Assuming the “non-concert” as a situation, in relation to space, time, silence, etc. Making a concert as a non-concert. In search of absence. (Excerpt from a Potlatch chronicle.)

This is the second essay of the duo Guionnet/Murayama, after the one published in 2007, “Le bruit du toit” (The noise of the roof). On the website of Jean-Luc Guionnet, we can read about the first form of the project that it consisted primarily of an in situ improvisation, the music being mainly determined by the environment in which it takes shape. Since Le bruit du toit was recorded in the studio, it was therefore a question of performing a concert as a non-concert. A la recherche de l’absence” (Murayama), hence a certain form of austerity and coldness according to my memory of this record. But for Window Dressing, the data changes because the two sessions that make up this disc were recorded live: the first in Ljubljana during a concert organized by Zavod Sploh, and intended for radio broadcast, the second, captured on boom by Eric La Casa in a Parisian library.

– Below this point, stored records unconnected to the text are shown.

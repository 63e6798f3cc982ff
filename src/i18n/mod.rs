//! App language selection.
//!
//! Only the language code is stored; translated strings live with the screens.

use serde::{Deserialize, Serialize};

/// Supported app languages.
#[derive(Debug, Clone, Copy, PartialEq, Eq, Hash, Default, Serialize, Deserialize)]
pub enum Language {
    #[default]
    #[serde(rename = "en")]
    English,
    #[serde(rename = "es")]
    Spanish,
    #[serde(rename = "fr")]
    French,
    #[serde(rename = "pt")]
    Portuguese,
    #[serde(rename = "vi")]
    Vietnamese,
    #[serde(rename = "zh")]
    Chinese,
}

impl Language {
    /// Get the language code.
    pub fn id(&self) -> &'static str {
        match self {
            Language::English => "en",
            Language::Spanish => "es",
            Language::French => "fr",
            Language::Portuguese => "pt",
            Language::Vietnamese => "vi",
            Language::Chinese => "zh",
        }
    }

    /// Get the display name.
    pub fn display_name(&self) -> &'static str {
        match self {
            Language::English => "English",
            Language::Spanish => "Español",
            Language::French => "Français",
            Language::Portuguese => "Português",
            Language::Vietnamese => "Tiếng Việt",
            Language::Chinese => "中文",
        }
    }

    /// Parse from a language code or locale tag ("es", "es-MX", "zh_Hant").
    pub fn from_id(id: &str) -> Option<Self> {
        let prefix = id
            .split(['-', '_'])
            .next()
            .unwrap_or_default()
            .to_lowercase();

        Self::all().iter().copied().find(|lang| lang.id() == prefix)
    }

    /// Get all supported languages.
    pub fn all() -> &'static [Language] {
        &[
            Language::English,
            Language::Spanish,
            Language::French,
            Language::Portuguese,
            Language::Vietnamese,
            Language::Chinese,
        ]
    }
}

impl std::fmt::Display for Language {
    fn fmt(&self, f: &mut std::fmt::Formatter<'_>) -> std::fmt::Result {
        write!(f, "{}", self.display_name())
    }
}

/// Detect the system locale and return the best matching language.
pub fn detect_system_locale() -> Language {
    sys_locale::get_locale()
        .and_then(|locale| Language::from_id(&locale))
        .unwrap_or_default()
}
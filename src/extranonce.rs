use super::*;

#[derive(Clone, Debug, PartialEq, Eq, Hash)]
pub struct Extranonce(Vec<u8>);

impl Extranonce {
    pub fn from_bytes(bytes: &[u8]) -> Self {
        Self(bytes.to_vec())
    }

    pub fn len(&self) -> usize {
        self.0.len()
    }

    pub fn is_empty(&self) -> bool {
        self.0.is_empty()
    }

    pub fn as_bytes(&self) -> &[u8] {
        &self.0
    }

    pub fn to_hex(&self) -> String {
        hex::encode(&self.0)
    }

    pub fn from_hex(s: &str) -> Result<Self, hex::FromHexError> {
        Ok(Self(hex::decode(s)?))
    }
}

impl Serialize for Extranonce {
    fn serialize<S: serde::Serializer>(&self, ser: S) -> Result<S::Ok, S::Error> {
        ser.serialize_str(&self.to_hex())
    }
}

impl<'de> Deserialize<'de> for Extranonce {
    fn deserialize<D: Deserializer<'de>>(de: D) -> Result<Self, D::Error> {
        let s = String::deserialize(de)?;
        Self::from_hex(&s).map_err(de::Error::custom)
    }
}

impl Display for Extranonce {
    fn fmt(&self, f: &mut Formatter<'_>) -> fmt::Result {
        f.write_str(&self.to_hex())
    }
}

impl FromStr for Extranonce {
    type Err = hex::FromHexError;

    fn from_str(s: &str) -> Result<Self, Self::Err> {
        Self::from_hex(s)
    }
}

/// Stand-in for the extranonce bytes at build time. Only its length matters.
#[derive(Clone, Debug, PartialEq, Eq)]
pub struct ExtraNoncePlaceholder(Vec<u8>);

impl ExtraNoncePlaceholder {
    const PATTERN: [u8; 8] = [0xf0, 0x00, 0x00, 0x0f, 0xf1, 0x11, 0x11, 0x1f];

    pub fn with_len(len: usize) -> Self {
        Self(Self::PATTERN.iter().copied().cycle().take(len).collect())
    }

    pub fn len(&self) -> usize {
        self.0.len()
    }

    pub fn is_empty(&self) -> bool {
        self.0.is_empty()
    }

    pub fn as_bytes(&self) -> &[u8] {
        &self.0
    }
}

impl Default for ExtraNoncePlaceholder {
    fn default() -> Self {
        Self(Self::PATTERN.to_vec())
    }
}

/// Hands out a distinct `extranonce1` to every session of a job epoch.
#[derive(Debug)]
pub struct ExtraNonceCounter {
    next: AtomicU32,
    enonce2_size: usize,
}

impl ExtraNonceCounter {
    pub fn new(start: u32, enonce2_size: usize) -> Self {
        Self {
            next: AtomicU32::new(start),
            enonce2_size,
        }
    }

    /// Fails once the 32-bit space is used up rather than wrapping around to
    /// values already handed out.
    pub fn next(&self) -> Result<Extranonce> {
        let value = self
            .next
            .fetch_update(Ordering::Relaxed, Ordering::Relaxed, |next| next.checked_add(1))
            .map_err(|_| Error::EncodingOverflow {
                field: "extranonce1 counter",
                value: u128::from(u32::MAX) + 1,
                max: u32::MAX.into(),
            })?;

        Ok(Extranonce::from_bytes(&value.to_be_bytes()))
    }

    pub fn enonce1_size(&self) -> usize {
        ENONCE1_SIZE
    }

    pub fn enonce2_size(&self) -> usize {
        self.enonce2_size
    }

    pub fn placeholder(&self) -> ExtraNoncePlaceholder {
        ExtraNoncePlaceholder::with_len(self.enonce1_size() + self.enonce2_size)
    }
}
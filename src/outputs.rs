use super::*;

#[derive(Clone, Debug, PartialEq, Eq)]
pub struct TxOut {
    pub amount: u64,
    pub script_pubkey: ScriptBuf,
}

/// Transaction outputs in insertion order.
#[derive(Clone, Debug, Default, PartialEq, Eq)]
pub struct Outputs(Vec<TxOut>);

impl Outputs {
    pub fn new() -> Self {
        Self::default()
    }

    pub fn push(&mut self, amount: u64, script_pubkey: ScriptBuf) {
        self.0.push(TxOut {
            amount,
            script_pubkey,
        });
    }

    pub fn len(&self) -> usize {
        self.0.len()
    }

    pub fn is_empty(&self) -> bool {
        self.0.is_empty()
    }

    pub fn iter(&self) -> impl Iterator<Item = &TxOut> {
        self.0.iter()
    }

    pub fn total(&self) -> Result<u64> {
        self.0
            .iter()
            .try_fold(0u64, |total, output| total.checked_add(output.amount))
            .ok_or_else(|| Error::EncodingOverflow {
                field: "output total",
                value: self.0.iter().map(|output| u128::from(output.amount)).sum(),
                max: u64::MAX.into(),
            })
    }

    /// `amount || varint(len) || script` per output. The caller writes the
    /// `varint(count)` prefix.
    pub fn serialize(&self) -> Vec<u8> {
        let mut encoder = Encoder::new();

        for output in &self.0 {
            encoder.write_u64_le(output.amount);
            encoder.write_var_bytes(output.script_pubkey.as_bytes());
        }

        encoder.into_bytes()
    }
}

impl FromIterator<(Destination, u64)> for Outputs {
    fn from_iter<I: IntoIterator<Item = (Destination, u64)>>(iter: I) -> Self {
        Self(
            iter.into_iter()
                .map(|(destination, amount)| TxOut {
                    amount,
                    script_pubkey: destination.script_pubkey(),
                })
                .collect(),
        )
    }
}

During these four pieces, spontaneity seems to govern most of the structures and modes of play. As noted by Jean-Luc Guionnet as early as 2007, both seem to react as much to the spatial and acoustic properties of the place in which they play, to the listening and attention of the audience, as to the instrumental techniques and sound characteristics adopted by each. The tension resulting from concentration and attention to all these parameters is palpable from beginning to end, within the music on the one hand, but also within the listener himself, for whom a certain form of singular attention is required.

A dialogue between presence and absence that forms the depth and multiple contrasts of these improvisations. Contrasts of intensity that range from the long and heavy silence to the screaming and shrill notes of the viola, through snare drums that are gently and sporadically percussive.